--- SOURCE MATERIAL ---

//! Read-only round state passed to every decision.

use arena_world::{GameMap, Roster};

/// A read-only snapshot of the match state passed to every
/// [`Strategy`][crate::Strategy] call.
///
/// Built by the host once per decision and shared immutably; the strategy
/// never creates, deletes, or mutates robots through it.
///
/// # Lifetimes
///
/// All borrows live for the duration of one decision.  The host never allows
/// mutable access to the roster or map while a `TurnContext` is live.
pub struct TurnContext<'a> {
    /// The arena: bounds and the station registry, in enumeration order.
    pub map: &'a GameMap,

    /// Every live robot across all competitors.
    pub roster: &'a Roster,
}

impl<'a> TurnContext<'a> {
    /// Build a context for one decision.
    #[inline]
    pub fn new(map: &'a GameMap, roster: &'a Roster) -> Self {
        Self { map, roster }
    }
}
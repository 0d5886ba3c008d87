#![cfg_attr(target_os = "none", no_std)]
#![cfg_attr(target_os = "none", no_main)]

#[cfg(target_os = "none")]
mod tasks;
#[cfg(target_os = "none")]
mod utils;

#[cfg(not(target_os = "none"))]
mod host;

#[cfg(target_os = "none")]
use {
    crate::tasks::{init_buttons, init_calculator, init_display, init_usb, DisplayProxy},
    defmt_rtt as _,
    embassy_executor::Spawner,
    embassy_rp::config::Config,
    embassy_time::Timer,
    embedded_graphics::mono_font::ascii::FONT_6X10,
    embedded_graphics::mono_font::MonoTextStyleBuilder,
    embedded_graphics::pixelcolor::BinaryColor,
    embedded_graphics::prelude::{DrawTarget, Point},
    embedded_graphics::text::{Baseline, Text},
    embedded_graphics::Drawable,
    panic_probe as _,
};

#[cfg(target_os = "none")]
#[embassy_executor::main]
async fn main(spawner: Spawner) {
    let peripherals = embassy_rp::init(Config::default());

    init_usb(
        &spawner,
        peripherals.USB
    ).await;

    init_display(
        &spawner,
        peripherals.SPI1,
        peripherals.PIN_14,
        peripherals.PIN_15,
        peripherals.PIN_13,
        peripherals.PIN_3,
        peripherals.PIN_10,
    ).await;

    show_text("FixCalc");

    init_buttons(
        &spawner,
        peripherals.PIN_26,
        peripherals.PIN_27,
        peripherals.PIN_28,
    ).await;

    // Let the splash stay up for a moment before the keypad replaces it
    Timer::after_millis(500).await;

    init_calculator(&spawner).await;

    log::info!("Ready");

    // Busy loop
    loop {
        Timer::after_secs(1).await;
    }
}

#[cfg(target_os = "none")]
fn show_text(text: &str) {
    let mut display = DisplayProxy::new();

    let text_style = MonoTextStyleBuilder::new()
        .font(&FONT_6X10)
        .text_color(BinaryColor::On)
        .build();

    let drawn = display
        .clear(BinaryColor::Off)
        .and_then(|()| {
            Text::with_baseline(text, Point::new(5, 38), text_style, Baseline::Middle)
                .draw(&mut display)
                .map(|_| ())
        })
        .and_then(|()| display.flush());

    if let Err(e) = drawn {
        log::error!("Splash screen dropped: {e:?}");
    }
}

#[cfg(not(target_os = "none"))]
fn main() -> std::io::Result<()> {
    host::run()
}
pub mod debounce;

---

This exercise requires the lines of the entries containing the string "tasks".

mod tasks;
    crate::tasks::{init_buttons, init_calculator, init_display, init_usb, DisplayProxy},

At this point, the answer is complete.